Apologies for the garbled audio--transcript is limited by audio quality.

I love these five weeks where we get to read the letter of St. James. I saw a post somewhere on social media: "no biblical literalism except for the letter of St. James." All of these crystal clear instructions about how to live. Sometimes it's worth reading a letter literally. James is saying, watch your mouth. Watch your mouth. "The tongue is a fire and it itself is set on fire by hell." It has the power to set the whole world on fire.

Remember that our St. James is the Great Compromiser. All these of these pastoral letters were written in the earliest days for churches. They're written by for churches, instructions on how to be a community that follows Jesus. And St. James is known as the Great Compromiser because he was in Jerusalem trying to work out between two groups of people. One group saying, if you want to follow Jesus, then you have to follow these dietary laws. You have to be circumcised. And you have another group saying, we feel called the follow this man, this teacher. And we don't want to do all those laws. This was really a difficult, painful conflict, attested to in the Acts of the Apostles, in the letters of Paul.

And James is talking about: what are we saying about the side that thinks differently from us? Watch your mouth. The tongue is a fire. He was witnessing in this growing movement of people following Jesus, he's witnessing people turning on one another. People called to follow Jesus, but turning on one another because of deep conflict.

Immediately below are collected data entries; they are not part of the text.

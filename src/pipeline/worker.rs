//! Per-thread execution cycle shared by all stages: load, acquire, execute, route, repeat, unload.

use anyhow::anyhow;
use crossbeam_channel::Sender;
use log::{debug, error, warn};
use std::any::Any;
use std::panic::{AssertUnwindSafe, catch_unwind};
use std::sync::Arc;
use std::sync::atomic::{AtomicUsize, Ordering};
use std::thread::{self, JoinHandle};

use super::context::PipelineContext;
use crate::engine::tools::display_relative;
use crate::task::{Backlog, Inbox, Outcome, Stage, Task, WorkItem};

/// A spawned worker thread, named after its stage.
pub struct WorkerHandle {
    pub stage: String,
    pub handle: JoinHandle<()>,
}

/// Everything one worker of stage `S` needs. Cloned once per thread.
pub(crate) struct WorkerSetup<S: Stage> {
    pub stage: Arc<S>,
    pub task: Arc<Task<S::Input>>,
    pub downstream: Option<Arc<dyn Inbox<S::Output>>>,
    /// Workers of this stage that loaded (or are still loading) successfully.
    pub live: Arc<AtomicUsize>,
}

impl<S: Stage> Clone for WorkerSetup<S> {
    fn clone(&self) -> Self {
        Self {
            stage: Arc::clone(&self.stage),
            task: Arc::clone(&self.task),
            downstream: self.downstream.clone(),
            live: Arc::clone(&self.live),
        }
    }
}

/// Reports the exit and, once `load` has succeeded, calls `unload`, even when the loop unwinds.
struct ExitGuard<'a, S: Stage> {
    stage: &'a S,
    name: &'a str,
    done_tx: &'a Sender<String>,
    loaded: bool,
}

impl<S: Stage> Drop for ExitGuard<'_, S> {
    fn drop(&mut self) {
        if self.loaded && catch_unwind(AssertUnwindSafe(|| self.stage.unload())).is_err() {
            warn!("{}: unload panicked", self.name);
        }
        let _ = self.done_tx.send(self.name.to_string());
    }
}

fn panic_message(payload: &(dyn Any + Send)) -> String {
    if let Some(s) = payload.downcast_ref::<&str>() {
        (*s).to_string()
    } else if let Some(s) = payload.downcast_ref::<String>() {
        s.clone()
    } else {
        "unknown panic".to_string()
    }
}

/// Spawn `count` workers for one stage.
pub(crate) fn spawn_stage_workers<S: Stage>(
    setup: WorkerSetup<S>,
    count: usize,
    ctx: &Arc<PipelineContext>,
    done_tx: &Sender<String>,
) -> std::io::Result<Vec<WorkerHandle>> {
    let name = setup.task.name().to_string();
    (0..count)
        .map(|_| {
            let setup = setup.clone();
            let ctx = Arc::clone(ctx);
            let done_tx = done_tx.clone();
            let handle = thread::Builder::new()
                .name(name.clone())
                .spawn(move || worker_loop(setup, ctx, done_tx))?;
            Ok(WorkerHandle {
                stage: name.clone(),
                handle,
            })
        })
        .collect()
}

/// Single worker: load once, then take items until the stop signal is set.
fn worker_loop<S: Stage>(setup: WorkerSetup<S>, ctx: Arc<PipelineContext>, done_tx: Sender<String>) {
    let WorkerSetup {
        stage,
        task,
        downstream,
        live,
    } = setup;
    let mut exit = ExitGuard {
        stage: stage.as_ref(),
        name: task.name(),
        done_tx: &done_tx,
        loaded: false,
    };

    let loaded = catch_unwind(AssertUnwindSafe(|| stage.load()))
        .unwrap_or_else(|p| Err(anyhow!("load panicked: {}", panic_message(p.as_ref()))));
    if let Err(e) = loaded {
        error!("{}: worker failed to load: {:#}", task.name(), e);
        if live.fetch_sub(1, Ordering::SeqCst) == 1 {
            ctx.record_fatal(format!(
                "no worker of stage '{}' could start: {:#}",
                task.name(),
                e
            ));
        }
        return;
    }
    exit.loaded = true;

    let gate: Option<&dyn Backlog> = downstream.as_deref().map(|d| d as &dyn Backlog);
    while !ctx.is_stopped() {
        let Some(item) = task.start_next(gate, ctx.tuning.backpressure_multiplier) else {
            thread::sleep(ctx.tuning.poll_interval);
            continue;
        };
        let outcome = catch_unwind(AssertUnwindSafe(|| stage.execute(&item))).unwrap_or_else(
            |p| Outcome::Failed(anyhow!("execute panicked: {}", panic_message(p.as_ref()))),
        );
        route(&task, downstream.as_deref(), &ctx, item, outcome);
    }
    debug!("{}: worker exiting", task.name());
}

/// Apply exactly one terminal disposition to `item`. Output and pending items are handed on
/// before the item leaves the active set so the idle check never sees work in transit as drained.
fn route<I: WorkItem, O>(
    task: &Task<I>,
    downstream: Option<&dyn Inbox<O>>,
    ctx: &PipelineContext,
    item: I,
    outcome: Outcome<O, I>,
) {
    match outcome {
        Outcome::Accepted { output, pending } => {
            let count = output.len();
            if let Some(next) = downstream {
                for o in output {
                    next.offer(o);
                }
            }
            task.push_pending(pending);
            task.finish(&item, count);
            if ctx.tuning.verbose {
                debug!(
                    "{}: {} -> {} output(s)",
                    task.name(),
                    display_relative(item.source(), None),
                    count
                );
                ctx.status_tick();
            }
        }
        Outcome::Rejected => task.reject(&item),
        Outcome::Failed(e) => {
            warn!(
                "{}: failed {}: {:#}",
                task.name(),
                item.source().display(),
                e
            );
            if let Some(next) = downstream {
                next.offer_failure(item.source(), &e);
            }
            task.fail(&item);
        }
    }
}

So this is so relevant now! This is so relevant now because we turn on one another. Want to talk about the tongue being a fire and the power that it has to set things, ablaze harm, right? James says, how can you praise God with that mouth and then curse the children of God? How can you do that? Both those things with the same mouth. You kiss your mother with that mouth?

Now St. James' Church has a long term partnership with the New York Haiti Project. We are committed to being in Christian partnership with the children and the families of St. Luke's School in Martel, Haiti. And then we watch the presidential debates and we hear someone who would be a leader, a teacher... I hope you will forgive me, I'm not being partisan, but it is not right for one who wishes to be a teacher, to set a a blaze with false reports of immigrants from Haiti, our brothers and sisters and siblings in Christ, to say that those people would eat our pets. What is it like for the high school student to walk into school on Wednesday morning when that rumor has been put abroad about their own family? That same tongue that says, "I love God," can curse the children of God.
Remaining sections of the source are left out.